= AIM OF THE TASK =
The required output is the complete data, repeated without alteration.

::: EXERCISE DATA

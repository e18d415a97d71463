use std::collections::HashMap;
use std::path::Path;

use serde::{Deserialize, Serialize};

use crate::parser::normalize::{canonicalize_type, cut_parenthetical, first_cr_token, first_number};
use crate::settings::ExtractOptions;

pub const GEAR_NONE: &str = "None";

const CR_LABELS: &[&str] = &["cr", "challenge rating"];

#[derive(Debug, Clone, Copy, PartialEq, Eq, Serialize, Deserialize)]
pub enum LegendaryFlag {
    Yes,
    No,
}

impl From<bool> for LegendaryFlag {
    fn from(has: bool) -> Self {
        if has {
            LegendaryFlag::Yes
        } else {
            LegendaryFlag::No
        }
    }
}

/// One creature's stat line. Field order is the JSON key order.
#[derive(Debug, Clone, PartialEq, Eq, Serialize, Deserialize)]
pub struct MonsterRecord {
    pub name: String,
    pub cr: String,
    pub ac: String,
    pub hp: String,
    pub languages: String,
    #[serde(rename = "type")]
    pub kind: String,
    pub skills: String,
    pub gear: String,
    pub source: String,
    #[serde(rename = "hasLegendaryActions")]
    pub has_legendary_actions: LegendaryFlag,
    pub file: String,
}

/// Normalized label -> cleaned value. Later inserts win.
#[derive(Debug, Clone, Default)]
pub struct FieldMap {
    fields: HashMap<String, String>,
}

impl FieldMap {
    pub fn new() -> Self {
        Self::default()
    }

    pub fn insert(&mut self, label: String, value: String) {
        self.fields.insert(label, value);
    }

    /// Value for `label`, or "" when absent.
    pub fn get(&self, label: &str) -> &str {
        self.fields.get(label).map(String::as_str).unwrap_or_default()
    }

    /// First non-empty value among `labels`.
    pub fn first_of(&self, labels: &[&str]) -> &str {
        labels
            .iter()
            .map(|l| self.get(l))
            .find(|v| !v.is_empty())
            .unwrap_or_default()
    }

    pub fn len(&self) -> usize {
        self.fields.len()
    }

    pub fn is_empty(&self) -> bool {
        self.fields.is_empty()
    }
}

/// What a parser pulled out of one document before normalization.
#[derive(Debug, Clone)]
pub struct RawMonster {
    pub name: String,
    pub fields: FieldMap,
    /// Type candidate, before the "(" cut and canonicalization.
    pub type_text: String,
    pub has_legendary_actions: bool,
}

pub fn challenge_rating(fields: &FieldMap) -> String {
    first_cr_token(fields.first_of(CR_LABELS))
}

/// Apply the shared field rules. `None` when the document has no CR.
pub fn assemble(raw: RawMonster, path: &Path, opts: &ExtractOptions) -> Option<MonsterRecord> {
    let cr = challenge_rating(&raw.fields);
    if cr.is_empty() {
        return None;
    }
    let f = &raw.fields;

    let gear = match f.get("gear").trim() {
        "" => GEAR_NONE.to_string(),
        g => g.to_string(),
    };

    Some(MonsterRecord {
        name: raw.name,
        cr,
        ac: first_number(f.get("armor class")),
        hp: first_number(f.get("hit points")),
        languages: f.get("languages").to_string(),
        kind: canonicalize_type(cut_parenthetical(&raw.type_text)),
        skills: f.get("skills").replace(',', ";"),
        gear,
        source: source_for(f.get("source"), path, opts),
        has_legendary_actions: raw.has_legendary_actions.into(),
        file: file_name(path),
    })
}

fn source_for(raw: &str, path: &Path, opts: &ExtractOptions) -> String {
    let stem = path.file_stem().map(|s| s.to_string_lossy()).unwrap_or_default();
    if !opts.edition_marker.is_empty() && stem.ends_with(opts.edition_marker.as_str()) {
        return opts.edition_source.clone();
    }
    match raw.find(" page") {
        Some(idx) => raw[..idx].to_string(),
        None => raw.to_string(),
    }
}

pub fn file_name(path: &Path) -> String {
    path.file_name()
        .map(|s| s.to_string_lossy().into_owned())
        .unwrap_or_default()
}

pub fn file_stem(path: &Path) -> String {
    path.file_stem()
        .map(|s| s.to_string_lossy().into_owned())
        .unwrap_or_default()
}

::::::

= RESULT OF THIS TASK =
repository e18d415a97d71463
use std::collections::HashMap;
use std::path::Path;

use serde::{Deserialize, Serialize};

use crate::parser::normalize::{canonicalize_type, cut_parenthetical, first_cr_token, first_number};
use crate::settings::ExtractOptions;

pub const GEAR_NONE: &str = "None";

const CR_LABELS: &[&str] = &["cr", "challenge rating"];

#[derive(Debug, Clone, Copy, PartialEq, Eq, Serialize, Deserialize)]
pub enum LegendaryFlag {
    Yes,
    No,
}

impl From<bool> for LegendaryFlag {
    fn from(has: bool) -> Self {
        if has {
            LegendaryFlag::Yes
        } else {
            LegendaryFlag::No
        }
    }
}

/// One creature's stat line. Field order is the JSON key order.
#[derive(Debug, Clone, PartialEq, Eq, Serialize, Deserialize)]
pub struct MonsterRecord {
    pub name: String,
    pub cr: String,
    pub ac: String,
    pub hp: String,
    pub languages: String,
    #[serde(rename = "type")]
    pub kind: String,
    pub skills: String,
    pub gear: String,
    pub source: String,
    #[serde(rename = "hasLegendaryActions")]
    pub has_legendary_actions: LegendaryFlag,
    pub file: String,
}

/// Normalized label -> cleaned value. Later inserts win.
#[derive(Debug, Clone, Default)]
pub struct FieldMap {
    fields: HashMap<String, String>,
}

impl FieldMap {
    pub fn new() -> Self {
        Self::default()
    }

    pub fn insert(&mut self, label: String, value: String) {
        self.fields.insert(label, value);
    }

    /// Value for `label`, or "" when absent.
    pub fn get(&self, label: &str) -> &str {
        self.fields.get(label).map(String::as_str).unwrap_or_default()
    }

    /// First non-empty value among `labels`.
    pub fn first_of(&self, labels: &[&str]) -> &str {
        labels
            .iter()
            .map(|l| self.get(l))
            .find(|v| !v.is_empty())
            .unwrap_or_default()
    }

    pub fn len(&self) -> usize {
        self.fields.len()
    }

    pub fn is_empty(&self) -> bool {
        self.fields.is_empty()
    }
}

/// What a parser pulled out of one document before normalization.
#[derive(Debug, Clone)]
pub struct RawMonster {
    pub name: String,
    pub fields: FieldMap,
    /// Type candidate, before the "(" cut and canonicalization.
    pub type_text: String,
    pub has_legendary_actions: bool,
}

pub fn challenge_rating(fields: &FieldMap) -> String {
    first_cr_token(fields.first_of(CR_LABELS))
}

/// Apply the shared field rules. `None` when the document has no CR.
pub fn assemble(raw: RawMonster, path: &Path, opts: &ExtractOptions) -> Option<MonsterRecord> {
    let cr = challenge_rating(&raw.fields);
    if cr.is_empty() {
        return None;
    }
    let f = &raw.fields;

    let gear = match f.get("gear").trim() {
        "" => GEAR_NONE.to_string(),
        g => g.to_string(),
    };

    Some(MonsterRecord {
        name: raw.name,
        cr,
        ac: first_number(f.get("armor class")),
        hp: first_number(f.get("hit points")),
        languages: f.get("languages").to_string(),
        kind: canonicalize_type(cut_parenthetical(&raw.type_text)),
        skills: f.get("skills").replace(',', ";"),
        gear,
        source: source_for(f.get("source"), path, opts),
        has_legendary_actions: raw.has_legendary_actions.into(),
        file: file_name(path),
    })
}

fn source_for(raw: &str, path: &Path, opts: &ExtractOptions) -> String {
    let stem = path.file_stem().map(|s| s.to_string_lossy()).unwrap_or_default();
    if !opts.edition_marker.is_empty() && stem.ends_with(opts.edition_marker.as_str()) {
        return opts.edition_source.clone();
    }
    match raw.find(" page") {
        Some(idx) => raw[..idx].to_string(),
        None => raw.to_string(),
    }
}

pub fn file_name(path: &Path) -> String {
    path.file_name()
        .map(|s| s.to_string_lossy().into_owned())
        .unwrap_or_default()
}

pub fn file_stem(path: &Path) -> String {
    path.file_stem()
        .map(|s| s.to_string_lossy().into_owned())
        .unwrap_or_default()
}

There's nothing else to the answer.